All that the ring of power does is to sharpen the question. The ring allows us to posit the scenario in which the seeming is entirely opposite to the being:

The virtue of the just man is totally hidden. No one sees his justice when it is invisible; so what good is it?

And the vice of the unjust man is totally hidden. No one sees his injustice when it is invisible; so what evil is it?

In short, the ring invites us to inquire into the truth about justice, which seems to be useless in the face of power. To whatever extent that power is gained, to that same extent the utility of justice is lost.
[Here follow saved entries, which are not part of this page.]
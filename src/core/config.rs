// SPDX-License-Identifier: Apache-2.0
// Copyright 2025 beebrx contributors
//
// Licensed under the Apache License, Version 2.0 (the "License");
// you may not use this file except in compliance with the License.
// You may obtain a copy of the License at
//
//     http://www.apache.org/licenses/LICENSE-2.0
//
// Unless required by applicable law or agreed to in writing, software
// distributed under the License is distributed on an "AS IS" BASIS,
// WITHOUT WARRANTIES OR CONDITIONS OF ANY KIND, either express or implied.
// See the License for the specific language governing permissions and
// limitations under the License.

//! Machine configuration
//!
//! TOML-deserialised setup for a [`crate::core::system::System`]: which
//! drives carry media, write-protect tabs, and diagnostic switches.
//!
//! ```toml
//! [fdc]
//! log_commands = true
//!
//! [[drives]]
//! blank_disc = true
//! double_sided = false
//! write_protect = false
//!
//! [[drives]]
//!
//! [jit]
//! debug = false
//! ```

use std::path::Path;

use serde::{Deserialize, Serialize};

use super::error::{EmulatorError, Result};

/// Top-level machine configuration
#[derive(Debug, Clone, Default, Serialize, Deserialize)]
#[serde(default)]
pub struct MachineConfig {
    /// Disc controller switches
    pub fdc: FdcConfig,

    /// Up to two drive bays; extras are ignored
    pub drives: Vec<DriveConfig>,

    /// JIT compiler switches
    pub jit: JitConfig,
}

/// Disc controller configuration
#[derive(Debug, Clone, Default, Serialize, Deserialize)]
#[serde(default)]
pub struct FdcConfig {
    /// Log command dispatch and completion at info level
    pub log_commands: bool,
}

/// One drive bay
#[derive(Debug, Clone, Default, Serialize, Deserialize)]
#[serde(default)]
pub struct DriveConfig {
    /// Insert a blank disc at power-on
    pub blank_disc: bool,

    /// The inserted disc has two sides
    pub double_sided: bool,

    /// The inserted disc's write-protect tab is set
    pub write_protect: bool,
}

/// JIT compiler configuration
#[derive(Debug, Clone, Default, Serialize, Deserialize)]
#[serde(default)]
pub struct JitConfig {
    /// Insert a host debug trap before every compiled instruction
    pub debug: bool,
}

impl MachineConfig {
    /// Parse a configuration from TOML text
    pub fn from_toml_str(text: &str) -> Result<Self> {
        toml::from_str(text).map_err(|err| EmulatorError::Config(err.to_string()))
    }

    /// Load a configuration file
    pub fn load(path: impl AsRef<Path>) -> Result<Self> {
        let text = std::fs::read_to_string(path)?;
        Self::from_toml_str(&text)
    }
}

#[cfg(test)]
mod tests {
    use super::*;

    #[test]
    fn test_empty_config_defaults() {
        let config = MachineConfig::from_toml_str("").unwrap();
        assert!(!config.fdc.log_commands);
        assert!(config.drives.is_empty());
        assert!(!config.jit.debug);
    }

    #[test]
    fn test_full_config_round_trip() {
        let config = MachineConfig::from_toml_str(
            r#"
            [fdc]
            log_commands = true

            [[drives]]
            blank_disc = true
            double_sided = true
            write_protect = true

            [[drives]]
            blank_disc = false

            [jit]
            debug = true
            "#,
        )
        .unwrap();

        assert!(config.fdc.log_commands);
        assert_eq!(config.drives.len(), 2);
        assert!(config.drives[0].blank_disc);
        assert!(config.drives[0].double_sided);
        assert!(!config.drives[1].blank_disc);
        assert!(config.jit.debug);
    }

    #[test]
    fn test_malformed_config_is_an_error() {
        assert!(MachineConfig::from_toml_str("fdc = 3").is_err());
    }
}
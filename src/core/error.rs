// SPDX-License-Identifier: Apache-2.0
// Copyright 2025 beebrx contributors
//
// Licensed under the Apache License, Version 2.0 (the "License");
// you may not use this file except in compliance with the License.
// You may obtain a copy of the License at
//
//     http://www.apache.org/licenses/LICENSE-2.0
//
// Unless required by applicable law or agreed to in writing, software
// distributed under the License is distributed on an "AS IS" BASIS,
// WITHOUT WARRANTIES OR CONDITIONS OF ANY KIND, either express or implied.
// See the License for the specific language governing permissions and
// limitations under the License.

//! Emulator error types
//!
//! Guest-visible disc failures (CRC errors, missing sectors, late DMA) are
//! reported through FDC result codes and sector descriptor flags, not through
//! this type. `EmulatorError` covers host-side failures: configuration,
//! save-state I/O, and structural limits of the emulation itself.

use thiserror::Error;

/// Result type for emulator operations
pub type Result<T> = std::result::Result<T, EmulatorError>;

/// Emulator error types
#[derive(Debug, Error)]
pub enum EmulatorError {
    /// A track scan found more sector headers than the tool can describe
    #[error("too many sector headers on track {track} (limit {limit})")]
    TooManySectors {
        /// Track that overflowed the descriptor table
        track: u32,
        /// Maximum descriptors per track
        limit: usize,
    },

    /// Configuration file could not be parsed
    #[error("configuration error: {0}")]
    Config(String),

    /// Save state version does not match this build
    #[error("save state version mismatch: expected {expected}, got {got}")]
    SaveStateVersion {
        /// Version this build writes
        expected: u32,
        /// Version found in the file
        got: u32,
    },

    /// Save state could not be encoded or decoded
    #[error("save state codec error: {0}")]
    SaveStateCodec(String),

    /// Snapshot requested while a disc command is in flight
    #[error("cannot snapshot while a disc command is in flight")]
    SaveStateBusy,

    /// I/O error (file operations)
    #[error("I/O error: {0}")]
    Io(#[from] std::io::Error),
}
Power unleashes the truth about human nature, according to Glaucon’s thought experiment, at least if we accept the ugly thought that power makes justice obsolete to the extent that it liberates us from the social contract constraints imposed on us by the power of other people.

But the key to resolving the puzzle generated by this disturbing thought experiment is found in the difference between peoples’ inner lives and outer lives. To the extent that one’s inner life is different from one’s outer life, then to that same extent the ring of power may vividly highlight the difference. If one’s inner life is concealed, by being at odds with one’s outer life, then the ring of power is the lucid thought experiment that renders visible that contrast.

The thought experiment breaks down, however, if there exists a man for whom there is no divided self. For this man, his inner life is no different from the life he leads on the outside. For such a man, the ring of power poses no threat, because it will make absolutely no difference with respect to how he will live his life. In his case, he has been living his life in harmony—the transparent harmony between his inner and outer self—all along.

The ring of power, then, is a mythical tale that in fact turns out to be true. At least, it is true for anyone who lives a divided life, concealing an inner life that is in any way contrasted with his outer life.

In other words, we all possess the ring of power already: it is the ability to lie; to conceal; to have an inner life that is not fully shown on display in one’s outer life.

But consider the example of Socrates. Socrates is no divided self, i.e., someone showing something different on the outside than on the inside. The ultimate Socratic irony, testifies Plato, is that there was no man more just than Socrates, and yet he was condemned as if he were unjust.

To conclude the thought experiment, then, you must look to Socrates and then you must answer the question about your own life. Do you wish to continue living as a divided self, acting like a Gyges with your ring of power, seeming to be one way, yet actually being another?

Or would you rather be like Socrates? In that case, you have no need of the ring, no need of pretense. You can be your happy self. And even if the entire world were to rain down on you a judgment that would seem to portray you as other than you really are, you would remain undisturbed by such a turn of events.

Instead, you would simply savor the Socratic irony, the irony which the Gygeses of this world can never enjoy. The irony is this: justice is its own reward, and a man does not need the ring of power as an instrument to attain that reward. In fact, the ring itself is the obstacle. And so we joyfully cast it aside.